● **Description of the task**: The records that follow must be repeated exactly as they stand.

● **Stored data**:
+++++
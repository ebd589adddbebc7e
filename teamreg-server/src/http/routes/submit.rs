//! Registration submission endpoint

use std::sync::Arc;

use axum::{extract::State, routing::post, Json, Router};
use serde::Serialize;

use crate::db::repos::TeamRepo;
use crate::http::error::ApiError;
use crate::http::extractors::ValidJson;
use crate::http::server::AppState;
use crate::models::{Registration, SubmitFormRequest, TeamId};

/// Path the registration form posts to
pub const SUBMIT_FORM_PATH: &str = "/api/submit-form";

/// Successful submission response
#[derive(Debug, Serialize)]
#[serde(rename_all = "camelCase")]
pub struct SubmitFormResponse {
    pub success: bool,
    pub message: &'static str,
    pub team_id: TeamId,
}

/// POST /api/submit-form - validate and store one registration
///
/// Validation happens before any connection is checked out; an invalid
/// payload never opens a transaction.
async fn submit_form(
    State(state): State<Arc<AppState>>,
    ValidJson(req): ValidJson<SubmitFormRequest>,
) -> Result<Json<SubmitFormResponse>, ApiError> {
    tracing::info!(
        startup = %req.startup_name,
        members = req.team_members.len(),
        "Received registration"
    );

    let registration = Registration::try_from(req)?;

    let team_id = TeamRepo::new(&state.pool)
        .create_with_members(&registration)
        .await?;

    Ok(Json(SubmitFormResponse {
        success: true,
        message: "Form submitted successfully",
        team_id,
    }))
}

/// Submission routes
pub fn router() -> Router<Arc<AppState>> {
    Router::new().route(SUBMIT_FORM_PATH, post(submit_form))
}
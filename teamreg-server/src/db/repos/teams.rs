//! Team repository
//!
//! Stores a registration atomically: one `teams` row plus one
//! `team_members` row per member, in a single transaction.

use sqlx::{AnyConnection, AnyPool, Row};

use crate::models::{MemberRole, Registration, Team, TeamId, TeamMember};

/// Database error type
#[derive(Debug, thiserror::Error)]
pub enum DbError {
    /// No connection could be checked out (pool timed out or closed)
    #[error("database unavailable: {0}")]
    Unavailable(#[source] sqlx::Error),

    #[error("failed to insert team: {0}")]
    InsertTeam(#[source] sqlx::Error),

    #[error("failed to insert team member #{} ({role}): {source}", .position + 1)]
    InsertMember {
        role: MemberRole,
        position: usize,
        #[source]
        source: sqlx::Error,
    },

    #[error("failed to commit registration: {0}")]
    Commit(#[source] sqlx::Error),

    #[error("failed to encode hpHistory: {0}")]
    Encode(#[from] serde_json::Error),

    #[error("database error: {0}")]
    Sqlx(#[from] sqlx::Error),
}

impl DbError {
    /// Classify a failure to start a transaction.
    fn begin(err: sqlx::Error) -> Self {
        match err {
            sqlx::Error::PoolTimedOut | sqlx::Error::PoolClosed => Self::Unavailable(err),
            other => Self::Sqlx(other),
        }
    }

    /// Whether retrying later could succeed without changing the request.
    pub fn is_transient(&self) -> bool {
        matches!(self, Self::Unavailable(_))
    }
}

/// Team repository
pub struct TeamRepo<'a> {
    pool: &'a AnyPool,
}

impl<'a> TeamRepo<'a> {
    pub fn new(pool: &'a AnyPool) -> Self {
        Self { pool }
    }

    /// Create a team with all of its members (atomic).
    ///
    /// The team row is inserted first to obtain its id, then members are
    /// inserted one by one in list order. Any failure rolls the whole
    /// registration back, so either every row exists or none does.
    ///
    /// The transaction owns the checked-out connection; it goes back to the
    /// pool when the transaction is committed, rolled back or dropped.
    pub async fn create_with_members(&self, registration: &Registration) -> Result<TeamId, DbError> {
        let mut tx = self.pool.begin().await.map_err(DbError::begin)?;
        tracing::debug!("Transaction started");

        match insert_registration(&mut tx, registration).await {
            Ok(team_id) => {
                // A failed commit leaves the transaction open; dropping it
                // rolls back before the connection is reused.
                tx.commit().await.map_err(DbError::Commit)?;
                tracing::info!(
                    team_id = team_id.get(),
                    members = registration.members().len(),
                    "Registration committed"
                );
                Ok(team_id)
            }
            Err(err) => {
                match tx.rollback().await {
                    Ok(()) => tracing::warn!(error = %err, "Registration rolled back"),
                    Err(rollback_err) => tracing::error!(
                        error = %err,
                        rollback_error = %rollback_err,
                        "Rollback failed"
                    ),
                }
                Err(err)
            }
        }
    }
}

async fn insert_registration(
    conn: &mut AnyConnection,
    registration: &Registration,
) -> Result<TeamId, DbError> {
    let team_id = insert_team(conn, registration.team()).await?;
    tracing::debug!(team_id = team_id.get(), "Team inserted");

    for (position, member) in registration.members().iter().enumerate() {
        let member_id = insert_member(conn, team_id, member)
            .await
            .map_err(|source| DbError::InsertMember {
                role: member.role,
                position,
                source,
            })?;
        tracing::debug!(
            team_id = team_id.get(),
            member_id,
            role = %member.role,
            "Team member inserted"
        );
    }

    Ok(team_id)
}

async fn insert_team(conn: &mut AnyConnection, team: &Team) -> Result<TeamId, DbError> {
    let history = team.history.to_json()?;

    let row = sqlx::query(
        r#"
        INSERT INTO teams (startup_name, country, city, university, sdg, hp_history, lead_source)
        VALUES ($1, $2, $3, $4, $5, $6, $7)
        RETURNING id
        "#,
    )
    .bind(team.startup_name.as_str())
    .bind(team.country.as_str())
    .bind(team.city.as_str())
    .bind(team.university.as_str())
    .bind(team.sdg.as_str())
    .bind(history)
    .bind(team.lead_source.as_str())
    .fetch_one(&mut *conn)
    .await
    .map_err(DbError::InsertTeam)?;

    let id: i64 = row.try_get("id").map_err(DbError::InsertTeam)?;
    Ok(TeamId::new(id))
}

/// Insert one member row; the role travels with the member.
async fn insert_member(
    conn: &mut AnyConnection,
    team_id: TeamId,
    member: &TeamMember,
) -> Result<i64, sqlx::Error> {
    let row = sqlx::query(
        r#"
        INSERT INTO team_members (
            team_id, member_type, first_name, last_name, email, phone,
            country, city, university, is_different_university
        )
        VALUES ($1, $2, $3, $4, $5, $6, $7, $8, $9, $10)
        RETURNING id
        "#,
    )
    .bind(team_id.get())
    .bind(member.role.as_str())
    .bind(member.first_name.as_str())
    .bind(member.last_name.as_str())
    .bind(member.email.as_str())
    .bind(member.phone.as_str())
    .bind(member.country.as_str())
    .bind(member.city.as_str())
    .bind(member.university.as_str())
    .bind(member.is_different_university)
    .fetch_one(&mut *conn)
    .await?;

    row.try_get("id")
}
+++++
● **Solved exercise**:
repository ebd589adddbebc7e
filename teamreg-server/src/http/routes/submit.rs
//! Registration submission endpoint

use std::sync::Arc;

use axum::{extract::State, routing::post, Json, Router};
use serde::Serialize;

use crate::db::repos::TeamRepo;
use crate::http::error::ApiError;
use crate::http::extractors::ValidJson;
use crate::http::server::AppState;
use crate::models::{Registration, SubmitFormRequest, TeamId};

/// Path the registration form posts to
pub const SUBMIT_FORM_PATH: &str = "/api/submit-form";

/// Successful submission response
#[derive(Debug, Serialize)]
#[serde(rename_all = "camelCase")]
pub struct SubmitFormResponse {
    pub success: bool,
    pub message: &'static str,
    pub team_id: TeamId,
}

/// POST /api/submit-form - validate and store one registration
///
/// Validation happens before any connection is checked out; an invalid
/// payload never opens a transaction.
async fn submit_form(
    State(state): State<Arc<AppState>>,
    ValidJson(req): ValidJson<SubmitFormRequest>,
) -> Result<Json<SubmitFormResponse>, ApiError> {
    tracing::info!(
        startup = %req.startup_name,
        members = req.team_members.len(),
        "Received registration"
    );

    let registration = Registration::try_from(req)?;

    let team_id = TeamRepo::new(&state.pool)
        .create_with_members(&registration)
        .await?;

    Ok(Json(SubmitFormResponse {
        success: true,
        message: "Form submitted successfully",
        team_id,
    }))
}

/// Submission routes
pub fn router() -> Router<Arc<AppState>> {
    Router::new().route(SUBMIT_FORM_PATH, post(submit_form))
}
filename teamreg-server/src/db/repos/teams.rs
//! Team repository
//!
//! Stores a registration atomically: one `teams` row plus one
//! `team_members` row per member, in a single transaction.

use sqlx::{AnyConnection, AnyPool, Row};

use crate::models::{MemberRole, Registration, Team, TeamId, TeamMember};

/// Database error type
#[derive(Debug, thiserror::Error)]
pub enum DbError {
    /// No connection could be checked out (pool timed out or closed)
    #[error("database unavailable: {0}")]
    Unavailable(#[source] sqlx::Error),

    #[error("failed to insert team: {0}")]
    InsertTeam(#[source] sqlx::Error),

    #[error("failed to insert team member #{} ({role}): {source}", .position + 1)]
    InsertMember {
        role: MemberRole,
        position: usize,
        #[source]
        source: sqlx::Error,
    },

    #[error("failed to commit registration: {0}")]
    Commit(#[source] sqlx::Error),

    #[error("failed to encode hpHistory: {0}")]
    Encode(#[from] serde_json::Error),

    #[error("database error: {0}")]
    Sqlx(#[from] sqlx::Error),
}

impl DbError {
    /// Classify a failure to start a transaction.
    fn begin(err: sqlx::Error) -> Self {
        match err {
            sqlx::Error::PoolTimedOut | sqlx::Error::PoolClosed => Self::Unavailable(err),
            other => Self::Sqlx(other),
        }
    }

    /// Whether retrying later could succeed without changing the request.
    pub fn is_transient(&self) -> bool {
        matches!(self, Self::Unavailable(_))
    }
}

/// Team repository
pub struct TeamRepo<'a> {
    pool: &'a AnyPool,
}

impl<'a> TeamRepo<'a> {
    pub fn new(pool: &'a AnyPool) -> Self {
        Self { pool }
    }

    /// Create a team with all of its members (atomic).
    ///
    /// The team row is inserted first to obtain its id, then members are
    /// inserted one by one in list order. Any failure rolls the whole
    /// registration back, so either every row exists or none does.
    ///
    /// The transaction owns the checked-out connection; it goes back to the
    /// pool when the transaction is committed, rolled back or dropped.
    pub async fn create_with_members(&self, registration: &Registration) -> Result<TeamId, DbError> {
        let mut tx = self.pool.begin().await.map_err(DbError::begin)?;
        tracing::debug!("Transaction started");

        match insert_registration(&mut tx, registration).await {
            Ok(team_id) => {
                // A failed commit leaves the transaction open; dropping it
                // rolls back before the connection is reused.
                tx.commit().await.map_err(DbError::Commit)?;
                tracing::info!(
                    team_id = team_id.get(),
                    members = registration.members().len(),
                    "Registration committed"
                );
                Ok(team_id)
            }
            Err(err) => {
                match tx.rollback().await {
                    Ok(()) => tracing::warn!(error = %err, "Registration rolled back"),
                    Err(rollback_err) => tracing::error!(
                        error = %err,
                        rollback_error = %rollback_err,
                        "Rollback failed"
                    ),
                }
                Err(err)
            }
        }
    }
}

async fn insert_registration(
    conn: &mut AnyConnection,
    registration: &Registration,
) -> Result<TeamId, DbError> {
    let team_id = insert_team(conn, registration.team()).await?;
    tracing::debug!(team_id = team_id.get(), "Team inserted");

    for (position, member) in registration.members().iter().enumerate() {
        let member_id = insert_member(conn, team_id, member)
            .await
            .map_err(|source| DbError::InsertMember {
                role: member.role,
                position,
                source,
            })?;
        tracing::debug!(
            team_id = team_id.get(),
            member_id,
            role = %member.role,
            "Team member inserted"
        );
    }

    Ok(team_id)
}

async fn insert_team(conn: &mut AnyConnection, team: &Team) -> Result<TeamId, DbError> {
    let history = team.history.to_json()?;

    let row = sqlx::query(
        r#"
        INSERT INTO teams (startup_name, country, city, university, sdg, hp_history, lead_source)
        VALUES ($1, $2, $3, $4, $5, $6, $7)
        RETURNING id
        "#,
    )
    .bind(team.startup_name.as_str())
    .bind(team.country.as_str())
    .bind(team.city.as_str())
    .bind(team.university.as_str())
    .bind(team.sdg.as_str())
    .bind(history)
    .bind(team.lead_source.as_str())
    .fetch_one(&mut *conn)
    .await
    .map_err(DbError::InsertTeam)?;

    let id: i64 = row.try_get("id").map_err(DbError::InsertTeam)?;
    Ok(TeamId::new(id))
}

/// Insert one member row; the role travels with the member.
async fn insert_member(
    conn: &mut AnyConnection,
    team_id: TeamId,
    member: &TeamMember,
) -> Result<i64, sqlx::Error> {
    let row = sqlx::query(
        r#"
        INSERT INTO team_members (
            team_id, member_type, first_name, last_name, email, phone,
            country, city, university, is_different_university
        )
        VALUES ($1, $2, $3, $4, $5, $6, $7, $8, $9, $10)
        RETURNING id
        "#,
    )
    .bind(team_id.get())
    .bind(member.role.as_str())
    .bind(member.first_name.as_str())
    .bind(member.last_name.as_str())
    .bind(member.email.as_str())
    .bind(member.phone.as_str())
    .bind(member.country.as_str())
    .bind(member.city.as_str())
    .bind(member.university.as_str())
    .bind(member.is_different_university)
    .fetch_one(&mut *conn)
    .await?;

    row.try_get("id")
}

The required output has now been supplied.